Nenhum deles competia com o outro, o que contribuiu para o tom ameno do debate. "O meu adversário é José Sócrates", disse logo de início o democrata-cristão, que competia com a prestação da véspera de Manuela Ferreira Leite e marcou claros pontos em relação à presidente do PSD em questões fulcrais, como a saúde e os impostos. Enquanto Ferreira Leite foi atabalhoada, dando a sensação que conhecia mal a matéria, o líder do CDS foi claro na defesa de parcerias entre o Serviço Nacional de Saúde e os hospitais das misericórdias para cirurgias às cataratas ou de ortopedia. Em matéria fiscal, Portas foi também muito mais claro do que a social-democrata ao defender pontos fundamentais do seu programa eleitoral, como a devolução do IVA no prazo máximo de 30 dias: "A administração fiscal não pode ser eficiente só para fazer penhoras."

Jerónimo competia consigo próprio. E esta noite, no debate (bem) moderado por Clara de Sousa, superou as suas apagadíssimas intervenções frente a Louçã e Sócrates: estava mais determinado, mais categórico, mais seguro de si. E teve o mérito de falar em questões concretas, despindo a habitual ganga ideológica dos seus discursos. Esteve bem ao insurgir-se contra os numerus clausus nos cursos de medicina num país que precisa desesperadamente de médicos, ao denunciar a concertação de preços entre as gasolineiras nas auto-estradas em claro prejuízo do consumidor e ao lembrar que continua por esclarecer o destino de cem mil milhões de fundos comunitários atribuídos pela Europa para o desenvolvimento da nossa agricultura. "Todos os países estão em crise, mas uns estão mais em crise que outros", sustentou.

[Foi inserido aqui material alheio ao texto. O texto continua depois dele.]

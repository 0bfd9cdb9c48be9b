//! Viewport tracking
//!
//! Reports the display size in logical units. Terminals that answer the
//! pixel-size query report real pixels; otherwise the size is estimated
//! from the cell grid. With no terminal at all the size is (0, 0).

use crate::config::ViewportOptions;
use crossterm::terminal;
use serde::Serialize;
use tracing::debug;

/// Display size in logical units
#[derive(Debug, Clone, Copy, PartialEq, Eq, Default, Serialize)]
pub struct ViewportSize {
    pub width: u32,
    pub height: u32,
}

impl ViewportSize {
    /// Sentinel for "no display surface"
    pub const UNKNOWN: Self = Self { width: 0, height: 0 };

    pub fn new(width: u32, height: u32) -> Self {
        Self { width, height }
    }
}

/// Raw terminal measurements
#[derive(Debug, Clone, Copy, PartialEq, Eq, Default)]
pub struct TerminalMetrics {
    pub columns: u16,
    pub rows: u16,
    /// Zero when the terminal does not report pixels
    pub pixel_width: u16,
    pub pixel_height: u16,
}

impl TerminalMetrics {
    /// Convert to logical units, preferring reported pixels
    pub fn to_logical(self, options: ViewportOptions) -> ViewportSize {
        if self.pixel_width > 0 && self.pixel_height > 0 {
            return ViewportSize::new(self.pixel_width.into(), self.pixel_height.into());
        }

        ViewportSize::new(
            u32::from(self.columns) * u32::from(options.cell_width),
            u32::from(self.rows) * u32::from(options.cell_height),
        )
    }
}

/// Source of terminal measurements
pub trait ViewportProbe: Send {
    /// `None` when there is no terminal to measure
    fn measure(&self) -> Option<TerminalMetrics>;
}

/// Measures the controlling terminal via crossterm
#[derive(Debug, Clone, Copy, Default)]
pub struct CrosstermProbe;

impl ViewportProbe for CrosstermProbe {
    fn measure(&self) -> Option<TerminalMetrics> {
        match terminal::window_size() {
            Ok(size) => Some(TerminalMetrics {
                columns: size.columns,
                rows: size.rows,
                pixel_width: size.width,
                pixel_height: size.height,
            }),
            Err(_) => terminal::size().ok().map(|(columns, rows)| TerminalMetrics {
                columns,
                rows,
                ..Default::default()
            }),
        }
    }
}

/// Holds the current viewport size and updates it on resize
pub struct ViewportTracker {
    probe: Box<dyn ViewportProbe>,
    options: ViewportOptions,
    size: ViewportSize,
}

impl ViewportTracker {
    /// Take the initial measurement
    pub fn attach(probe: Box<dyn ViewportProbe>, options: ViewportOptions) -> Self {
        let size = probe
            .measure()
            .map(|metrics| metrics.to_logical(options))
            .unwrap_or(ViewportSize::UNKNOWN);

        debug!(width = size.width, height = size.height, "viewport attached");

        Self { probe, options, size }
    }

    pub fn size(&self) -> ViewportSize {
        self.size
    }

    /// Re-report after a resize event carrying the new cell grid
    pub fn on_resize(&mut self, columns: u16, rows: u16) -> ViewportSize {
        // Resize events only carry cells; pixels have to be asked for again
        let (pixel_width, pixel_height) = self
            .probe
            .measure()
            .filter(|m| m.columns == columns && m.rows == rows)
            .map(|m| (m.pixel_width, m.pixel_height))
            .unwrap_or((0, 0));

        self.size = TerminalMetrics {
            columns,
            rows,
            pixel_width,
            pixel_height,
        }
        .to_logical(self.options);

        debug!(width = self.size.width, height = self.size.height, "viewport resized");
        self.size
    }
}

#[cfg(test)]
mod tests {
    use super::*;

    struct FixedProbe(Option<TerminalMetrics>);

    impl ViewportProbe for FixedProbe {
        fn measure(&self) -> Option<TerminalMetrics> {
            self.0
        }
    }

    fn tracker(metrics: Option<TerminalMetrics>) -> ViewportTracker {
        ViewportTracker::attach(Box::new(FixedProbe(metrics)), ViewportOptions::default())
    }

    fn cells(columns: u16, rows: u16) -> Option<TerminalMetrics> {
        Some(TerminalMetrics {
            columns,
            rows,
            ..Default::default()
        })
    }

    #[test]
    fn test_no_terminal_reports_sentinel() {
        let tracker = tracker(None);
        assert_eq!(tracker.size(), ViewportSize::UNKNOWN);
    }

    #[test]
    fn test_cell_estimate() {
        let tracker = tracker(cells(100, 30));
        assert_eq!(tracker.size(), ViewportSize::new(800, 480));
    }

    #[test]
    fn test_reported_pixels_win() {
        let metrics = TerminalMetrics {
            columns: 80,
            rows: 24,
            pixel_width: 1280,
            pixel_height: 720,
        };
        let tracker = tracker(Some(metrics));
        assert_eq!(tracker.size(), ViewportSize::new(1280, 720));
    }

    #[test]
    fn test_resize_updates_size() {
        let mut tracker = tracker(cells(120, 40));
        assert_eq!(tracker.size().width, 960);

        // Probe disagrees with the event, so only the event's grid is used
        let size = tracker.on_resize(60, 20);
        assert_eq!(size, ViewportSize::new(480, 320));
        assert_eq!(tracker.size(), size);
    }
}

Portas move-se na televisão como peixe na água e tem um discurso muito fluente, atributos que lhe deram vantagem neste confronto. Mas apreciei a réplica que lhe deu o comunista, hoje enfim relativamente libertado da pilha de papéis que costumam acumular-se à sua frente. Até ao momento, foi o debate de que mais gostei. Desvantagem, neste caso, para os que não estiveram lá.